Dall’1 gennaio 2027, dunque, i nuovi requisiti per la pensione di vecchiaia passano dagli attuali 67 anni di età e 20 anni di contributi a 67 anni e un mese di età e 20 anni di contributi; dall’1 gennaio 2028, il requisito anagrafico salirà a 67 anni e tre mesi. Per la pensione anticipata ordinaria, si passerà dagli attuali 42 anni e 10 mesi per gli uomini e 41 anni e 10 mesi per le donne a 42 anni e 11 mesi di contribuzione effettiva per gli uomini e 41 e 11 mesi per le donne dall’1 gennaio 2027 e a 43 anni e un mese per gli uomini e 42 anni e 10 mesi per le donnedall’1 gennaio 2028. Rimane valida la finestra mobile di tre mesi tra la maturazione del requisito e la decorrenza del trattamento pensionistico: il che significa che per ricevere la prima rata dell’assegno nel 2027 occorreranno 43 anni e 2 mesi (un anno in meno per le donne) e nel 2028 43 anni e 5 mesi per gli uomini (un anno in meno per le donne).
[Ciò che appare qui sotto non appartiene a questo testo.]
use std::env;
use std::fs;
use std::io;
use std::path::{Path, PathBuf};
use std::sync::Arc;

use sha2::{Digest, Sha256};
use tokio::sync::Mutex;

use crate::models::{BuiltinModel, ModelInfo};

#[derive(Debug, thiserror::Error)]
pub enum ModelError {
    #[error("Model not downloaded: {0}")]
    NotDownloaded(String),
    #[error("Download error: {0}")]
    DownloadError(#[from] reqwest::Error),
    #[error("IO error: {0}")]
    IoError(#[from] io::Error),
    #[error("Model verification failed")]
    VerificationFailed,
    #[error("Hash mismatch: expected {expected}, got {actual} for {file_type} file")]
    HashMismatch {
        file_type: String,
        expected: String,
        actual: String,
    },
}

/// Fetches and verifies the versioned artifacts a built-in model is made
/// of: the model file itself and its label resource.
///
/// Artifacts live in a per-user cache directory and are verified by
/// SHA-256 before use; a corrupt file is re-fetched rather than loaded.
#[derive(Clone)]
pub struct ModelManager {
    models_dir: PathBuf,
    download_lock: Arc<Mutex<()>>,
}

impl ModelManager {
    /// Creates a new ModelManager with the default models directory
    pub fn new_default() -> io::Result<Self> {
        Self::new(Self::get_default_models_dir())
    }

    /// Returns the default models directory path
    pub fn get_default_models_dir() -> PathBuf {
        // 1. Check environment variable
        if let Ok(path) = env::var("FAUNA_CACHE") {
            return PathBuf::from(path).join("models");
        }

        // 2. Use platform-specific cache directory
        if let Some(cache_dir) = dirs::cache_dir() {
            return cache_dir.join("fauna").join("models");
        }

        // 3. Fallback to user's home directory
        if let Some(home_dir) = dirs::home_dir() {
            return home_dir.join(".cache").join("fauna").join("models");
        }

        // 4. If all else fails, use system temp directory (platform agnostic)
        env::temp_dir().join("fauna").join("models")
    }

    pub fn new<P: AsRef<Path>>(models_dir: P) -> io::Result<Self> {
        let models_dir = models_dir.as_ref().to_path_buf();
        fs::create_dir_all(&models_dir)?;
        Ok(Self {
            models_dir,
            download_lock: Arc::new(Mutex::new(())),
        })
    }

    pub fn get_model_path(&self, model: BuiltinModel) -> PathBuf {
        let info = model.get_model_info();
        self.models_dir.join(info.name).join("model.onnx")
    }

    pub fn get_labels_path(&self, model: BuiltinModel) -> PathBuf {
        let info = model.get_model_info();
        self.models_dir.join(info.name).join("labels.txt")
    }

    pub fn is_model_downloaded(&self, model: BuiltinModel) -> bool {
        let model_path = self.get_model_path(model);
        let labels_path = self.get_labels_path(model);
        log::debug!(
            "Model file {:?} (exists: {}), label file {:?} (exists: {})",
            model_path,
            model_path.exists(),
            labels_path,
            labels_path.exists()
        );
        model_path.exists() && labels_path.exists()
    }

    /// Downloads both artifacts, verifying existing files first and
    /// re-fetching anything that fails its hash check. Cleans up on
    /// failure so a half-downloaded model never looks usable.
    pub async fn download_model(&self, model: BuiltinModel) -> Result<(), ModelError> {
        let info = model.get_model_info();
        let _lock = self.download_lock.lock().await;

        let model_dir = self.models_dir.join(&info.name);
        fs::create_dir_all(&model_dir)?;

        let model_path = self.get_model_path(model);
        let model_result = self
            .refresh_file(&model_path, &info.model_url, &info.model_hash, "model")
            .await;

        let labels_path = self.get_labels_path(model);
        let labels_result = self
            .refresh_file(&labels_path, &info.labels_url, &info.labels_hash, "labels")
            .await;

        match (model_result, labels_result) {
            (Ok(()), Ok(())) => {
                log::info!("Model and labels ready to use");
                Ok(())
            }
            (Err(e), _) | (_, Err(e)) => {
                log::error!("Failed to set up model artifacts: {}", e);
                let _ = self.remove_download(model);
                Err(e)
            }
        }
    }

    /// Keeps an existing verified file, otherwise downloads a fresh copy.
    async fn refresh_file(
        &self,
        path: &Path,
        url: &str,
        expected_hash: &str,
        file_type: &str,
    ) -> Result<(), ModelError> {
        if path.exists() {
            if self.verify_file(path, expected_hash)? {
                log::info!("Existing {} file verified successfully", file_type);
                return Ok(());
            }
            log::warn!("{} file failed verification, redownloading", file_type);
        }
        self.download_and_verify_file(url, path, expected_hash, file_type)
            .await
    }

    fn verify_file(&self, path: &Path, expected_hash: &str) -> Result<bool, ModelError> {
        let bytes = fs::read(path)?;
        let mut hasher = Sha256::new();
        hasher.update(&bytes);
        let hash = format!("{:x}", hasher.finalize());
        log::debug!("Verifying {:?}: calculated {}", path, hash);
        Ok(hash == expected_hash)
    }

    pub fn verify_model(&self, model: BuiltinModel) -> Result<bool, ModelError> {
        let info = model.get_model_info();
        let model_path = self.get_model_path(model);
        let labels_path = self.get_labels_path(model);

        if !model_path.exists() || !labels_path.exists() {
            return Ok(false);
        }

        let model_ok = self.verify_file(&model_path, &info.model_hash)?;
        let labels_ok = self.verify_file(&labels_path, &info.labels_hash)?;
        Ok(model_ok && labels_ok)
    }

    async fn download_and_verify_file(
        &self,
        url: &str,
        path: &Path,
        expected_hash: &str,
        file_type: &str,
    ) -> Result<(), ModelError> {
        log::info!("Downloading {} file from {} to {:?}", file_type, url, path);
        let response = reqwest::get(url).await?;
        let bytes = response.bytes().await?;
        log::info!("Downloaded {} bytes", bytes.len());

        let mut hasher = Sha256::new();
        hasher.update(&bytes);
        let hash = format!("{:x}", hasher.finalize());

        if hash != expected_hash {
            log::error!(
                "{} hash mismatch: expected {}, got {}",
                file_type,
                expected_hash,
                hash
            );
            return Err(ModelError::HashMismatch {
                file_type: file_type.to_string(),
                expected: expected_hash.to_string(),
                actual: hash,
            });
        }

        if let Some(parent) = path.parent() {
            fs::create_dir_all(parent)?;
        }
        fs::write(path, bytes)?;

        // Verify after writing
        if !self.verify_file(path, expected_hash)? {
            return Err(ModelError::VerificationFailed);
        }

        log::info!("{} file downloaded and verified successfully", file_type);
        Ok(())
    }

    pub fn remove_download(&self, model: BuiltinModel) -> Result<(), ModelError> {
        let model_path = self.get_model_path(model);
        let labels_path = self.get_labels_path(model);

        if model_path.exists() {
            fs::remove_file(&model_path)?;
        }
        if labels_path.exists() {
            fs::remove_file(&labels_path)?;
        }
        Ok(())
    }

    /// Ensures that a model is downloaded and verified.
    /// If the model doesn't exist, it will be downloaded.
    /// If verification fails, it will be re-downloaded.
    pub async fn ensure_model_downloaded(&self, model: BuiltinModel) -> Result<(), ModelError> {
        if !self.is_model_downloaded(model) {
            log::info!("Model not found, downloading...");
            self.download_model(model).await?;
        } else if !self.verify_model(model)? {
            log::info!("Model verification failed, re-downloading...");
            self.remove_download(model)?;
            self.download_model(model).await?;
        } else {
            log::info!("Model verification successful");
        }
        Ok(())
    }
}
use image::imageops::FilterType;
use image::DynamicImage;

/// A model input tensor: interleaved 8-bit RGB, row-major, origin top-left.
///
/// Built fresh for every classification request and never mutated after
/// construction; the incidental state of an incrementally-filled pixel
/// buffer is kept out of the pipeline on purpose.
#[derive(Debug, Clone, PartialEq, Eq)]
pub struct InputTensor {
    bytes: Vec<u8>,
    width: u32,
    height: u32,
}

impl InputTensor {
    pub fn as_bytes(&self) -> &[u8] {
        &self.bytes
    }

    pub fn len(&self) -> usize {
        self.bytes.len()
    }

    pub fn is_empty(&self) -> bool {
        self.bytes.is_empty()
    }

    pub fn width(&self) -> u32 {
        self.width
    }

    pub fn height(&self) -> u32 {
        self.height
    }
}

/// Converts a decoded image of arbitrary dimensions into the model's input
/// tensor.
///
/// The image is stretched to exactly `width`x`height` with bilinear
/// filtering (no aspect-ratio correction), then each pixel contributes its
/// 8-bit R, G, B values in row-major scan order. Alpha is discarded.
/// Deterministic for a given input image.
pub fn prepare(image: &DynamicImage, width: u32, height: u32) -> InputTensor {
    let resized = image.resize_exact(width, height, FilterType::Triangle);
    let rgb = resized.to_rgb8();

    let mut bytes = Vec::with_capacity(width as usize * height as usize * 3);
    for pixel in rgb.pixels() {
        bytes.extend_from_slice(&pixel.0);
    }

    InputTensor {
        bytes,
        width,
        height,
    }
}

#[cfg(test)]
mod tests {
    use super::*;
    use image::{ImageBuffer, Rgb, Rgba};

    fn solid_rgb(width: u32, height: u32, color: [u8; 3]) -> DynamicImage {
        let img = ImageBuffer::from_pixel(width, height, Rgb(color));
        DynamicImage::ImageRgb8(img)
    }

    #[test]
    fn test_output_is_exactly_input_len_for_any_source_size() {
        for (w, h) in [(1, 1), (224, 224), (640, 480), (3000, 199)] {
            let tensor = prepare(&solid_rgb(w, h, [1, 2, 3]), 224, 224);
            assert_eq!(tensor.len(), 224 * 224 * 3);
            assert_eq!(tensor.width(), 224);
            assert_eq!(tensor.height(), 224);
        }
    }

    #[test]
    fn test_channel_order_is_rgb() {
        let tensor = prepare(&solid_rgb(100, 50, [10, 20, 30]), 224, 224);
        for pixel in tensor.as_bytes().chunks(3) {
            assert_eq!(pixel, [10, 20, 30]);
        }
    }

    #[test]
    fn test_alpha_is_discarded() {
        let img = ImageBuffer::from_pixel(64, 64, Rgba([200u8, 100, 50, 7]));
        let tensor = prepare(&DynamicImage::ImageRgba8(img), 224, 224);
        assert_eq!(tensor.len(), 224 * 224 * 3);
        for pixel in tensor.as_bytes().chunks(3) {
            assert_eq!(pixel, [200, 100, 50]);
        }
    }

    #[test]
    fn test_prepare_is_deterministic() {
        let image = solid_rgb(300, 200, [90, 45, 180]);
        let first = prepare(&image, 224, 224);
        let second = prepare(&image, 224, 224);
        assert_eq!(first, second);
    }

    #[test]
    fn test_stretch_keeps_no_aspect_ratio() {
        // Left half red, right half blue; a stretch (not letterbox) keeps
        // the halves at the horizontal extremes of every row.
        let mut img = ImageBuffer::new(100, 10);
        for (x, _, pixel) in img.enumerate_pixels_mut() {
            *pixel = if x < 50 { Rgb([255, 0, 0]) } else { Rgb([0, 0, 255]) };
        }
        let tensor = prepare(&DynamicImage::ImageRgb8(img), 224, 224);
        let bytes = tensor.as_bytes();

        let first = &bytes[0..3];
        let last = &bytes[bytes.len() - 3..];
        assert_eq!(first, [255, 0, 0]);
        assert_eq!(last, [0, 0, 255]);
    }
}
use std::collections::HashMap;
use std::path::Path;

use log::info;
use ndarray::Array4;
use ort::session::Session;
use ort::value::Tensor;

use super::InferenceBackend;
use crate::classifier::{ClassifierError, InputTensor};
use crate::runtime::{create_session_builder, RuntimeConfig};

/// Input tensor name declared by the quantized MobileNet exports.
const INPUT_NAME: &str = "input";

/// The production inference backend: an ONNX Runtime session over a
/// quantized image-classification model.
///
/// The model artifact is opaque to this crate. Its contract is fixed: one
/// input of shape `[1, height, width, 3]` in unsigned bytes, one output of
/// `[1, num_classes]` unsigned-byte scores.
pub struct OrtBackend {
    session: Session,
    num_classes: usize,
}

impl OrtBackend {
    /// Loads the model artifact at `model_path` into a new session.
    ///
    /// Fails with [`ClassifierError::NotInitialized`] if the artifact is
    /// missing or malformed, or if the runtime environment cannot be
    /// brought up.
    pub fn from_file<P: AsRef<Path>>(
        model_path: P,
        num_classes: usize,
        config: &RuntimeConfig,
    ) -> Result<Self, ClassifierError> {
        let model_path = model_path.as_ref();
        if !model_path.exists() {
            return Err(ClassifierError::NotInitialized(format!(
                "model file not found: {}",
                model_path.display()
            )));
        }

        let session = create_session_builder(config)
            .map_err(|e| ClassifierError::NotInitialized(e.to_string()))?
            .commit_from_file(model_path)
            .map_err(|e| ClassifierError::NotInitialized(e.to_string()))?;

        Self::validate_session(&session)?;
        info!("Model loaded from {}", model_path.display());

        Ok(Self {
            session,
            num_classes,
        })
    }

    /// Checks that the model declares the expected input/output structure.
    fn validate_session(session: &Session) -> Result<(), ClassifierError> {
        if session.inputs.is_empty() {
            return Err(ClassifierError::NotInitialized(
                "model must declare an image input".to_string(),
            ));
        }
        if session.outputs.is_empty() {
            return Err(ClassifierError::NotInitialized(
                "model must declare a score output".to_string(),
            ));
        }
        Ok(())
    }
}

impl InferenceBackend for OrtBackend {
    fn num_classes(&self) -> usize {
        self.num_classes
    }

    fn invoke(
        &mut self,
        input: &InputTensor,
        output: &mut [u8],
    ) -> Result<(), ClassifierError> {
        let height = input.height() as usize;
        let width = input.width() as usize;

        let pixel_array =
            Array4::from_shape_vec((1, height, width, 3), input.as_bytes().to_vec()).map_err(
                |e| ClassifierError::Invocation(format!("failed to shape input tensor: {}", e)),
            )?;
        let pixel_dyn = pixel_array.into_dyn();
        let pixels = pixel_dyn.as_standard_layout();

        let mut input_tensors = HashMap::new();
        input_tensors.insert(
            INPUT_NAME,
            Tensor::from_array(&pixels).map_err(|e| {
                ClassifierError::Invocation(format!("failed to create input tensor: {}", e))
            })?,
        );

        let outputs = self
            .session
            .run(input_tensors)
            .map_err(|e| ClassifierError::Invocation(format!("forward pass failed: {}", e)))?;
        let scores = outputs[0].try_extract_tensor::<u8>().map_err(|e| {
            ClassifierError::Invocation(format!("failed to extract score tensor: {}", e))
        })?;

        if scores.len() != output.len() {
            return Err(ClassifierError::Invocation(format!(
                "model produced {} scores, expected {}",
                scores.len(),
                output.len()
            )));
        }
        for (slot, &score) in output.iter_mut().zip(scores.iter()) {
            *slot = score;
        }
        Ok(())
    }
}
L’adeguamento interesserà anche la pensione anticipata contributiva, destinata a chi ha iniziato a lavorare dopo il 1995, i cosiddetti contributivi puri: dal 2027 serviranno 64 anni e un mese di età e 20 anni e un mese di contribuzione effettiva, che diventeranno 64 anni e tre mesi di età e 20 anni e tre mesi di contribuzione dal 2028. È tuttavia necessario che l’importo della pensione sia pari a 3 volte il valore dell’assegno sociale (circa 1.600 euro nel 2025), ridotto a 2,8 volte per le donne con un figlio e 2,6 per le donne con due o più figli. Il cumulo con la previdenza complementare per raggiungere le soglie minime e uscire così anticipatamente dal lavoro a 64 anni previsto dalla Legge di Bilancio per il 2025 è ancora da definire. 

Dal 2026 è poi previsto un aumento di circa 20 euro mensili per le pensioni minime: l’incremento delle maggiorazioni sociali per pensionati di età pari o superiore a 70 anni con redditi bassi e per le persone con disabilità sarà pari a 20 euro al mese, in sostituzione degli 8 euro previsti per il solo 2025 dalla Legge di Bilancio 2025. Conseguentemente, aumenta da 104 a 260 euro annui il limite reddituale massimo oltre il quale l’incremento in oggetto non è riconosciuto.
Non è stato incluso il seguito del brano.